C’est le cas également pour l’autre option, qui voit le gestionnaire fixer uniquement la fréquence des rachats. Cela nécessitera une portion minimale d’actifs liquides. Par exemple, un remboursement trimestriel nécessite de détenir au moins 20% d’actifs liquides.
Cette liquidité peut rassurer les investisseurs, mais elle n’est pas toujours optimale pour la gestion. Maintenir une partie du portefeuille en liquidités réduit le rendement potentiel.
De surcroît, les acteurs spécialisés en private equity estiment que rendre ces investissements liquides n’est pas idéal. « Nous choisissons la pricaf privée, car elle permet une structure classique à capital fixe, adaptée à la nature du private equity: des investissements à moyen et long terme. Cela correspond à l’état d’esprit des investisseurs, souvent entrepreneurs », explique Bernard Hendrikx d’Integra. Queastor se déclare également opposé au fait de devoir rendre liquides des investissements par nature illiquides.
Fiscalité
Actuellement, la fiscalité des ELTIF pour l’investisseur belge est similaire à celle des fonds d’investissement. Les plus-values sont exonérées, bien qu’une taxe Reynders puisse s’appliquer si le fonds investit au moins 10% dans des obligations. Pour la pricaf privée, il n’y a pas non plus, du moins pour l’instant, de taxe sur les plus-values. Et de surcroît, les moins-values sont déductibles.
Cependant, la fiscalité des deux produits pourrait changer l’année prochaine avec l’instauration d’une taxe sur les plus-values. Cette taxe suscite encore des débats enflammés au sein du gouvernement De Wever, mais dans la version provisoire, il semble que l’ELTIF et la pricaf seront soumis à cette taxe. Les moins-values réalisées la même année pourront être déduites.
Selon Denis-Emmanuel Philippe de Bloom Law, une taxe sur les plus-values ne devrait pas trop impacter la pricaf. « Le rendement de la pricaf prend souvent la forme d’un dividende. Ce dernier peut bénéficier d’une exonération fiscale lorsqu’il provient d’une plus-value réalisée par la pricaf sur des actions, comme c’est le cas lors de la vente d’une entreprise non cotée », explique-t-il.
Le gouvernement veut rendre la pricaf privée plus accessible
Le gouvernement De Wever souhaite assouplir davantage la pricaf privée, dans un cadre budgétairement neutre, selon l’accord de gouvernement.
L’un des assouplissements concerne la durée de la pricaf.

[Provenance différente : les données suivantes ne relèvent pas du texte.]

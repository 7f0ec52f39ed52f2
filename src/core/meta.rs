//! # MetaRunner: one flavour runner per backend, one combined lifecycle.
//!
//! The [`MetaRunner`] owns a registry of flavour runners keyed by [`Flavour`],
//! creates them lazily on first use and drives each one on its own thread.
//!
//! ## Architecture
//! ```text
//! register(p, flavour) ──► runner(flavour) ──► FlavourRunner::register
//!                              │ (created lazily; launched at once if running)
//!                              ▼
//! run():
//!   [thread {prefix}-threaded]   ThreadRunner::run()      ──┐
//!   [thread {prefix}-tokio]      TokioRunner::run()       ──┼──► Signal::Exited ──► run loop
//!   [thread {prefix}-local-pool] LocalPoolRunner::run()   ──┘
//!
//! First anomaly:
//!   state = Aborted ─► stop() every runner ─► AnomalyDetected
//!                   ─► wait until every driver thread reported back
//!                   ─► RunnerAborted ─► return the first anomaly unchanged
//! ```
//!
//! ## Rules
//! - The first runner error wins; errors seen while tearing down are published
//!   as `TeardownFailed` and never replace it
//! - `stop` is issued to every runner before `run` returns
//! - A runner that reports [`RunnerError::Terminated`] or
//!   [`RunnerError::AlreadyRunning`] is counted as a clean exit
//! - Threaded payload threads are detached and never waited for; a cooperative
//!   payload that never yields stalls `run` (known limitation, no timeouts)

use std::collections::BTreeMap;
use std::panic::{self, AssertUnwindSafe};
use std::sync::mpsc;
use std::sync::{Arc, Mutex, MutexGuard, PoisonError};

use crate::core::runner::publish_finished;
use crate::core::{
    FlavourRunner, Flavour, LocalPoolRunner, MetaRunnerBuilder, RunPayload, RunnerConfig,
    RunnerState, ThreadRunner, TokioRunner, panic_message,
};
use crate::error::{Anomaly, Cause, RunnerError};
use crate::events::{Bus, Event, EventKind};
use crate::payloads::{Payload, PayloadResult};

const META: &str = "meta";

enum Signal {
    Launch(Arc<dyn FlavourRunner>),
    Exited(Flavour, Result<(), RunnerError>),
    Stop,
}

struct Inner {
    state: RunnerState,
    runners: BTreeMap<Flavour, Arc<dyn FlavourRunner>>,
}

/// Coordinator of flavour runners.
///
/// `Send + Sync`: `run` blocks one thread while `register`, `run_payload` and
/// `stop` may be called from any other.
///
/// # Example
/// ```rust
/// use flavourvisor::{Flavour, MetaRunner, Payload, RunnerState};
///
/// let meta = MetaRunner::new();
/// let sum = meta
///     .run_payload(Payload::blocking("sum", || 2 + 2), Flavour::Threaded)
///     .unwrap();
/// assert_eq!(sum, 4);
///
/// let greeting = meta
///     .run_payload(Payload::cooperative("greet", || async { "hello" }), Flavour::Tokio)
///     .unwrap();
/// assert_eq!(greeting, "hello");
///
/// meta.stop();
/// assert_eq!(meta.state(), RunnerState::Stopped);
/// ```
pub struct MetaRunner {
    cfg: RunnerConfig,
    bus: Bus,
    inner: Mutex<Inner>,
    tx: mpsc::Sender<Signal>,
    rx: Mutex<Option<mpsc::Receiver<Signal>>>,
}

impl MetaRunner {
    /// Creates a meta runner with default configuration and no subscribers.
    pub fn new() -> Self {
        Self::from_parts(RunnerConfig::default(), Bus::silent())
    }

    /// Returns a builder for configuration and event subscribers.
    pub fn builder(cfg: RunnerConfig) -> MetaRunnerBuilder {
        MetaRunnerBuilder::new(cfg)
    }

    pub(crate) fn from_parts(cfg: RunnerConfig, bus: Bus) -> Self {
        let (tx, rx) = mpsc::channel();
        Self {
            cfg,
            bus,
            inner: Mutex::new(Inner {
                state: RunnerState::Idle,
                runners: BTreeMap::new(),
            }),
            tx,
            rx: Mutex::new(Some(rx)),
        }
    }

    fn lock(&self) -> MutexGuard<'_, Inner> {
        self.inner.lock().unwrap_or_else(PoisonError::into_inner)
    }

    /// Current lifecycle state.
    pub fn state(&self) -> RunnerState {
        self.lock().state
    }

    /// Flavours that already have a runner, in [`Flavour`] order.
    pub fn flavours(&self) -> Vec<Flavour> {
        self.lock().runners.keys().copied().collect()
    }

    /// Returns the runner for `flavour`, creating it on first use.
    ///
    /// A runner created while the meta runner is running is launched right away.
    ///
    /// ### Errors
    /// [`RunnerError::Terminated`] once the meta runner is stopped or aborted.
    pub fn runner(&self, flavour: Flavour) -> Result<Arc<dyn FlavourRunner>, RunnerError> {
        let mut inner = self.lock();
        inner.state.ensure_open(META)?;
        if let Some(runner) = inner.runners.get(&flavour) {
            return Ok(Arc::clone(runner));
        }

        let runner = self.create(flavour);
        inner.runners.insert(flavour, Arc::clone(&runner));
        if inner.state == RunnerState::Running {
            let _ = self.tx.send(Signal::Launch(Arc::clone(&runner)));
        }
        Ok(runner)
    }

    fn create(&self, flavour: Flavour) -> Arc<dyn FlavourRunner> {
        let (cfg, bus) = (self.cfg.clone(), self.bus.clone());
        match flavour {
            Flavour::Threaded => Arc::new(ThreadRunner::new(cfg, bus)),
            Flavour::Tokio => Arc::new(TokioRunner::new(cfg, bus)),
            Flavour::LocalPool => Arc::new(LocalPoolRunner::new(cfg, bus)),
        }
    }

    /// Registers a supervised payload under `flavour`.
    pub fn register(&self, payload: Payload, flavour: Flavour) -> Result<(), RunnerError> {
        self.runner(flavour)?.register(payload)
    }

    /// Registers several supervised payloads under `flavour`, stopping at the first error.
    pub fn register_all<I>(&self, payloads: I, flavour: Flavour) -> Result<(), RunnerError>
    where
        I: IntoIterator<Item = Payload<PayloadResult>>,
    {
        let runner = self.runner(flavour)?;
        payloads
            .into_iter()
            .try_for_each(|payload| runner.register(payload))
    }

    /// Executes a one-shot payload under `flavour` and returns its value.
    ///
    /// See [`RunPayload::run_payload`]; the result is passed through unchanged.
    pub fn run_payload<T: Send + 'static>(
        &self,
        payload: Payload<T>,
        flavour: Flavour,
    ) -> Result<T, RunnerError> {
        self.runner(flavour)?.run_payload(payload)
    }

    /// Drives every flavour runner until the first anomaly or `stop`.
    ///
    /// Blocks the calling thread.
    ///
    /// ### Returns
    /// - `Ok(())` after `stop` with no anomaly (state `Stopped`)
    /// - the first runner error otherwise (state `Aborted`); for payload
    ///   failures and orphaned returns this is [`RunnerError::Anomaly`]
    pub fn run(&self) -> Result<(), RunnerError> {
        let (rx, runners) = self.begin()?;
        self.bus.publish(Event::new(EventKind::RunnerStarting));

        let mut active = 0usize;
        for runner in runners {
            if let Err(err) = self.launch(runner) {
                return self.abort(&rx, active, err);
            }
            active += 1;
        }

        let mut stopping = false;
        loop {
            match rx.recv() {
                Ok(Signal::Launch(runner)) if stopping => runner.stop(),
                Ok(Signal::Launch(runner)) => match self.launch(runner) {
                    Ok(()) => active += 1,
                    Err(err) => return self.abort(&rx, active, err),
                },
                Ok(Signal::Exited(_, res)) => {
                    active -= 1;
                    match res {
                        Err(err) if !is_clean_exit(&err) => return self.abort(&rx, active, err),
                        _ if stopping && active == 0 => return self.finish_stopped(&rx),
                        _ => {}
                    }
                }
                Ok(Signal::Stop) => {
                    if !stopping {
                        stopping = true;
                        self.stop_runners(self.snapshot());
                    }
                    if active == 0 {
                        return self.finish_stopped(&rx);
                    }
                }
                Err(mpsc::RecvError) => return self.finish_stopped(&rx),
            }
        }
    }

    /// Requests termination of every runner. Idempotent.
    ///
    /// - `Idle`: stops every runner right away, state `Stopped`
    /// - `Running`: `run` stops every runner and returns `Ok(())` once they
    ///   all exited, unless an anomaly got there first
    /// - `Stopped` / `Aborted`: no-op
    pub fn stop(&self) {
        let mut inner = self.lock();
        match inner.state {
            RunnerState::Idle => {
                inner.state = RunnerState::Stopped;
                let runners: Vec<_> = inner.runners.values().cloned().collect();
                drop(inner);
                self.stop_runners(runners);
                publish_finished(&self.bus, None, &Ok(()));
            }
            RunnerState::Running => {
                drop(inner);
                self.bus.publish(Event::new(EventKind::StopRequested));
                let _ = self.tx.send(Signal::Stop);
            }
            RunnerState::Stopped | RunnerState::Aborted => {}
        }
    }

    fn begin(&self) -> Result<(mpsc::Receiver<Signal>, Vec<Arc<dyn FlavourRunner>>), RunnerError> {
        let mut inner = self.lock();
        inner.state.begin(META)?;
        let rx = self.rx.lock().unwrap_or_else(PoisonError::into_inner).take();
        match rx {
            Some(rx) => Ok((rx, inner.runners.values().cloned().collect())),
            None => {
                inner.state = RunnerState::Aborted;
                Err(RunnerError::Terminated {
                    runner: META,
                    state: RunnerState::Aborted,
                })
            }
        }
    }

    fn snapshot(&self) -> Vec<Arc<dyn FlavourRunner>> {
        self.lock().runners.values().cloned().collect()
    }

    fn stop_runners(&self, runners: Vec<Arc<dyn FlavourRunner>>) {
        for runner in runners {
            runner.stop();
        }
    }

    /// Drives `runner` on a dedicated thread that reports back with `Signal::Exited`.
    fn launch(&self, runner: Arc<dyn FlavourRunner>) -> Result<(), RunnerError> {
        let flavour = runner.flavour();
        let thread = self.cfg.thread_name(flavour.as_label());
        let tx = self.tx.clone();

        self.cfg
            .thread_builder(thread.clone())
            .spawn(move || {
                let res = panic::catch_unwind(AssertUnwindSafe(|| runner.run()))
                    .unwrap_or_else(|panic_err| {
                        let cause = Cause::Panicked(panic_message(panic_err.as_ref()));
                        Err(Anomaly::new(flavour, flavour.as_label(), cause).into())
                    });
                let _ = tx.send(Signal::Exited(flavour, res));
            })
            .map(drop)
            .map_err(|source| RunnerError::Spawn { thread, source })
    }

    fn finish_stopped(&self, rx: &mpsc::Receiver<Signal>) -> Result<(), RunnerError> {
        self.lock().state = RunnerState::Stopped;
        stop_queued(rx);
        publish_finished(&self.bus, None, &Ok(()));
        Ok(())
    }

    /// Tears everything down after the first error and returns it.
    fn abort(
        &self,
        rx: &mpsc::Receiver<Signal>,
        mut active: usize,
        primary: RunnerError,
    ) -> Result<(), RunnerError> {
        let runners = {
            let mut inner = self.lock();
            inner.state = RunnerState::Aborted;
            inner.runners.values().cloned().collect()
        };
        self.stop_runners(runners);
        self.bus.publish(detected(&primary));

        while active > 0 {
            match rx.recv() {
                Ok(Signal::Exited(flavour, res)) => {
                    active -= 1;
                    match res {
                        Err(err) if !is_clean_exit(&err) => self.bus.publish(
                            Event::new(EventKind::TeardownFailed)
                                .with_flavour(flavour)
                                .with_reason(err.as_message()),
                        ),
                        _ => {}
                    }
                }
                Ok(Signal::Launch(runner)) => runner.stop(),
                Ok(Signal::Stop) => {}
                Err(mpsc::RecvError) => break,
            }
        }
        stop_queued(rx);

        let res = Err(primary);
        publish_finished(&self.bus, None, &res);
        res
    }
}

impl Default for MetaRunner {
    fn default() -> Self {
        Self::new()
    }
}

impl std::fmt::Debug for MetaRunner {
    fn fmt(&self, f: &mut std::fmt::Formatter<'_>) -> std::fmt::Result {
        let inner = self.lock();
        f.debug_struct("MetaRunner")
            .field("state", &inner.state)
            .field("flavours", &inner.runners.keys().collect::<Vec<_>>())
            .finish_non_exhaustive()
    }
}

/// Runner exits that do not count as an anomaly.
fn is_clean_exit(err: &RunnerError) -> bool {
    matches!(
        err,
        RunnerError::Terminated { .. } | RunnerError::AlreadyRunning { .. }
    )
}

/// Stops runners that were created but never launched.
fn stop_queued(rx: &mpsc::Receiver<Signal>) {
    while let Ok(signal) = rx.try_recv() {
        if let Signal::Launch(runner) = signal {
            runner.stop();
        }
    }
}

fn detected(primary: &RunnerError) -> Event {
    let ev = Event::new(EventKind::AnomalyDetected).with_reason(primary.as_message());
    match primary.anomaly() {
        Some(anomaly) => ev
            .with_flavour(anomaly.flavour())
            .with_payload(anomaly.payload()),
        None => ev,
    }
}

Actuellement, une pricaf peut durer 12 ans maximum, avec deux prolongations possibles de 3 ans, sous certaines conditions. Mais cette durée peut parfois entraîner, de manière prématurée, la vente forcée d’entreprises du fonds. « Certaines entreprises ne peuvent pas toujours être vendues de manière optimale en 10 à 12 ans. Elles doivent pourtant être vendues prématurément pour respecter la durée de la pricaf », explique Sabine Vermasse de Capricorn.
Le nombre d’actionnaires est également une contrainte. « La pricaf privée doit être détenue par au moins six actionnaires non liés. Mais en pratique, il n’est pas toujours facile de réunir six actionnaires non liés lors de la création de la pricaf », déclare Denis-Emmanuel Philippe de Bloom Law.
D’autres assouplissements possibles concernent la période de souscription et les investissements autorisés. Selon le cabinet du ministre des Finances Jan Jambon, il n’y a pas encore de calendrier concret pour la mise en œuvre des assouplissements, mais cela sera examiné cet automne.